Midwife to Destiny
Page 4
“You’re right. I got confused for a second.” Adam chuckled before taking a drink of his beer. “What happened today?”
Jason explained the debacle of the encounter he’d had with Ora.
“I hate to say I told you so, but I told you so.” Adam emphasised each word. “I told you not to surprise her like that. It must have freaked her out.” He shook his head with a know-it-all smile plastered his face.
“I thought it would work. Besides, she wouldn’t have talked to me if I called her on the phone. What do I do now?”

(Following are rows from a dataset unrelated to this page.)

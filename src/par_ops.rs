//! Data-parallel kernels over the flat `data()` slices.
//!
//! Same operations as [`matrix_ops`](crate::matrix_ops) and
//! [`vector_ops`](crate::vector_ops), but instead of walking the one-based
//! grid they split the row-major backing slices across the rayon pool.
//! Elementwise results are identical to the sequential kernels because every
//! element goes through the same closure exactly once. The `sum` and `dot`
//! reductions combine per-chunk partial results, so floating-point results
//! can differ from a sequential fold in the last bits.
//!
//! Inputs with at most [`MIN_PARALLEL_LENGTH`] elements run sequentially.
//! Worker count is rayon's global pool (`RAYON_NUM_THREADS`).

use std::ops::{Add, Mul, Sub};

use num_traits::Zero;
use rayon::prelude::*;

use crate::matrix_ops::{ensure_backed, ensure_same_shape};
use crate::matrix_view::{Matrix, MatrixMut};
use crate::vector_ops::ensure_same_size;
use crate::vector_view::{Vector, VectorMut};
use crate::{Result, MIN_PARALLEL_LENGTH};

fn use_parallel(op: &'static str, len: usize) -> bool {
    if len <= MIN_PARALLEL_LENGTH {
        log::trace!("{}: {} elements, running sequentially", op, len);
        return false;
    }
    log::debug!(
        "{}: {} elements across {} threads",
        op,
        len,
        rayon::current_num_threads()
    );
    true
}

fn chunk_size(len: usize) -> usize {
    let nthreads = rayon::current_num_threads().max(1);
    ((len + nthreads - 1) / nthreads).max(1)
}

fn map_slice<T, U, F>(op: &'static str, dest: &mut [U], src: &[T], f: F)
where
    T: Sync,
    U: Send,
    F: Fn(&T) -> U + Sync + Send,
{
    if use_parallel(op, dest.len()) {
        dest.par_iter_mut()
            .zip(src.par_iter())
            .for_each(|(d, s)| *d = f(s));
    } else {
        for (d, s) in dest.iter_mut().zip(src) {
            *d = f(s);
        }
    }
}

fn zip_map2_slice<A, B, U, F>(op: &'static str, dest: &mut [U], a: &[A], b: &[B], f: F)
where
    A: Sync,
    B: Sync,
    U: Send,
    F: Fn(&A, &B) -> U + Sync + Send,
{
    if use_parallel(op, dest.len()) {
        dest.par_iter_mut()
            .zip(a.par_iter().zip(b.par_iter()))
            .for_each(|(d, (x, y))| *d = f(x, y));
    } else {
        for (d, (x, y)) in dest.iter_mut().zip(a.iter().zip(b)) {
            *d = f(x, y);
        }
    }
}

fn fill_slice<T>(op: &'static str, dest: &mut [T], value: T)
where
    T: Clone + Send + Sync,
{
    if use_parallel(op, dest.len()) {
        dest.par_iter_mut().for_each(|d| *d = value.clone());
    } else {
        dest.fill(value);
    }
}

// ============================================================================
// Matrix kernels
// ============================================================================

pub fn map_into<D, S, F>(dest: &mut D, src: &S, f: F) -> Result<()>
where
    D: MatrixMut,
    S: Matrix,
    D::Elem: Send,
    S::Elem: Sync,
    F: Fn(&S::Elem) -> D::Elem + Sync + Send,
{
    ensure_same_shape(dest.shape(), src.shape())?;
    ensure_backed(&*dest)?;
    ensure_backed(src)?;
    map_slice("map_into", dest.data_mut(), src.data(), f);
    Ok(())
}

pub fn zip_map2_into<D, A, B, F>(dest: &mut D, a: &A, b: &B, f: F) -> Result<()>
where
    D: MatrixMut,
    A: Matrix,
    B: Matrix,
    D::Elem: Send,
    A::Elem: Sync,
    B::Elem: Sync,
    F: Fn(&A::Elem, &B::Elem) -> D::Elem + Sync + Send,
{
    ensure_same_shape(a.shape(), b.shape())?;
    ensure_same_shape(dest.shape(), a.shape())?;
    ensure_backed(&*dest)?;
    ensure_backed(a)?;
    ensure_backed(b)?;
    zip_map2_slice("zip_map2_into", dest.data_mut(), a.data(), b.data(), f);
    Ok(())
}

pub fn copy_into<T, D, S>(dest: &mut D, src: &S) -> Result<()>
where
    T: Clone + Send + Sync,
    D: MatrixMut<Elem = T>,
    S: Matrix<Elem = T>,
{
    map_into(dest, src, |x| x.clone())
}

pub fn fill<T, D>(dest: &mut D, value: T)
where
    T: Clone + Send + Sync,
    D: MatrixMut<Elem = T>,
{
    fill_slice("fill", dest.data_mut(), value);
}

pub fn add_into<T, D, A, B>(dest: &mut D, a: &A, b: &B) -> Result<()>
where
    T: Clone + Add<Output = T> + Send + Sync,
    D: MatrixMut<Elem = T>,
    A: Matrix<Elem = T>,
    B: Matrix<Elem = T>,
{
    zip_map2_into(dest, a, b, |x, y| x.clone() + y.clone())
}

pub fn sub_into<T, D, A, B>(dest: &mut D, a: &A, b: &B) -> Result<()>
where
    T: Clone + Sub<Output = T> + Send + Sync,
    D: MatrixMut<Elem = T>,
    A: Matrix<Elem = T>,
    B: Matrix<Elem = T>,
{
    zip_map2_into(dest, a, b, |x, y| x.clone() - y.clone())
}

pub fn hadamard_into<T, D, A, B>(dest: &mut D, a: &A, b: &B) -> Result<()>
where
    T: Clone + Mul<Output = T> + Send + Sync,
    D: MatrixMut<Elem = T>,
    A: Matrix<Elem = T>,
    B: Matrix<Elem = T>,
{
    zip_map2_into(dest, a, b, |x, y| x.clone() * y.clone())
}

pub fn mul_scalar_into<T, D, S>(dest: &mut D, src: &S, scalar: T) -> Result<()>
where
    T: Clone + Mul<Output = T> + Send + Sync,
    D: MatrixMut<Elem = T>,
    S: Matrix<Elem = T>,
{
    map_into(dest, src, |x| x.clone() * scalar.clone())
}

pub fn scalar_mul_into<T, D, S>(dest: &mut D, scalar: T, src: &S) -> Result<()>
where
    T: Clone + Mul<Output = T> + Send + Sync,
    D: MatrixMut<Elem = T>,
    S: Matrix<Elem = T>,
{
    map_into(dest, src, |x| scalar.clone() * x.clone())
}

// ============================================================================
// Vector kernels
// ============================================================================

pub fn vector_map_into<D, S, F>(dest: &mut D, src: &S, f: F) -> Result<()>
where
    D: VectorMut,
    S: Vector,
    D::Elem: Send,
    S::Elem: Sync,
    F: Fn(&S::Elem) -> D::Elem + Sync + Send,
{
    ensure_same_size(dest.size(), src.size())?;
    map_slice("vector_map_into", dest.data_mut(), src.data(), f);
    Ok(())
}

pub fn vector_zip_map2_into<D, A, B, F>(dest: &mut D, a: &A, b: &B, f: F) -> Result<()>
where
    D: VectorMut,
    A: Vector,
    B: Vector,
    D::Elem: Send,
    A::Elem: Sync,
    B::Elem: Sync,
    F: Fn(&A::Elem, &B::Elem) -> D::Elem + Sync + Send,
{
    ensure_same_size(a.size(), b.size())?;
    ensure_same_size(dest.size(), a.size())?;
    zip_map2_slice("vector_zip_map2_into", dest.data_mut(), a.data(), b.data(), f);
    Ok(())
}

pub fn vector_copy_into<T, D, S>(dest: &mut D, src: &S) -> Result<()>
where
    T: Clone + Send + Sync,
    D: VectorMut<Elem = T>,
    S: Vector<Elem = T>,
{
    vector_map_into(dest, src, |x| x.clone())
}

pub fn vector_fill<T, D>(dest: &mut D, value: T)
where
    T: Clone + Send + Sync,
    D: VectorMut<Elem = T>,
{
    fill_slice("vector_fill", dest.data_mut(), value);
}

pub fn vector_add_into<T, D, A, B>(dest: &mut D, a: &A, b: &B) -> Result<()>
where
    T: Clone + Add<Output = T> + Send + Sync,
    D: VectorMut<Elem = T>,
    A: Vector<Elem = T>,
    B: Vector<Elem = T>,
{
    vector_zip_map2_into(dest, a, b, |x, y| x.clone() + y.clone())
}

pub fn vector_sub_into<T, D, A, B>(dest: &mut D, a: &A, b: &B) -> Result<()>
where
    T: Clone + Sub<Output = T> + Send + Sync,
    D: VectorMut<Elem = T>,
    A: Vector<Elem = T>,
    B: Vector<Elem = T>,
{
    vector_zip_map2_into(dest, a, b, |x, y| x.clone() - y.clone())
}

pub fn vector_hadamard_into<T, D, A, B>(dest: &mut D, a: &A, b: &B) -> Result<()>
where
    T: Clone + Mul<Output = T> + Send + Sync,
    D: VectorMut<Elem = T>,
    A: Vector<Elem = T>,
    B: Vector<Elem = T>,
{
    vector_zip_map2_into(dest, a, b, |x, y| x.clone() * y.clone())
}

pub fn vector_mul_scalar_into<T, D, S>(dest: &mut D, src: &S, scalar: T) -> Result<()>
where
    T: Clone + Mul<Output = T> + Send + Sync,
    D: VectorMut<Elem = T>,
    S: Vector<Elem = T>,
{
    vector_map_into(dest, src, |x| x.clone() * scalar.clone())
}

pub fn vector_scalar_mul_into<T, D, S>(dest: &mut D, scalar: T, src: &S) -> Result<()>
where
    T: Clone + Mul<Output = T> + Send + Sync,
    D: VectorMut<Elem = T>,
    S: Vector<Elem = T>,
{
    vector_map_into(dest, src, |x| scalar.clone() * x.clone())
}

// ============================================================================
// Reductions
// ============================================================================

pub fn sum<T, V>(v: &V) -> T
where
    T: Clone + Zero + Add<Output = T> + Send + Sync,
    V: Vector<Elem = T>,
{
    let data = v.data();
    let fold = |chunk: &[T]| chunk.iter().fold(T::zero(), |acc, x| acc + x.clone());
    if !use_parallel("sum", data.len()) {
        return fold(data);
    }
    data.par_chunks(chunk_size(data.len()))
        .map(fold)
        .reduce(T::zero, |a, b| a + b)
}

pub fn dot<T, A, B>(a: &A, b: &B) -> Result<T>
where
    T: Clone + Zero + Add<Output = T> + Mul<Output = T> + Send + Sync,
    A: Vector<Elem = T>,
    B: Vector<Elem = T>,
{
    ensure_same_size(a.size(), b.size())?;
    let (a, b) = (a.data(), b.data());
    let fold = |(x, y): (&[T], &[T])| {
        x.iter()
            .zip(y)
            .fold(T::zero(), |acc, (p, q)| acc + p.clone() * q.clone())
    };
    if !use_parallel("dot", a.len()) {
        return Ok(fold((a, b)));
    }
    let size = chunk_size(a.len());
    Ok(a.par_chunks(size)
        .zip(b.par_chunks(size))
        .map(fold)
        .reduce(T::zero, |x, y| x + y))
}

Adam leaned back in the booth. “Now you want my advice? From everything you told me, this woman is stubborn with a capital S. You’ve told me the story ad-nauseam, but I still don’t understand the whole situation. She dumps you and now you’re in Ghana chasing after her three years later. Chale, you should’ve moved on long ago.”
Jason sighed. “I tried. You wouldn’t believe how many women I attempted to move on with.” He smiled at Adam’s interested look, but kept going. “But Ora stayed on my mind and in my heart. I knew her for a few days, but the woman has infested herself into my system.”
“Yeah, just like the Ebola virus.”
“I can’t seem to shake her out. I need to find out if my imagination created what happened between us. I want a chance with her.”
“I still don’t understand, but what can a confirmed bachelor say? There aren’t enough mops in the world to clean up the messes love creates. Better to leave that shit alone.”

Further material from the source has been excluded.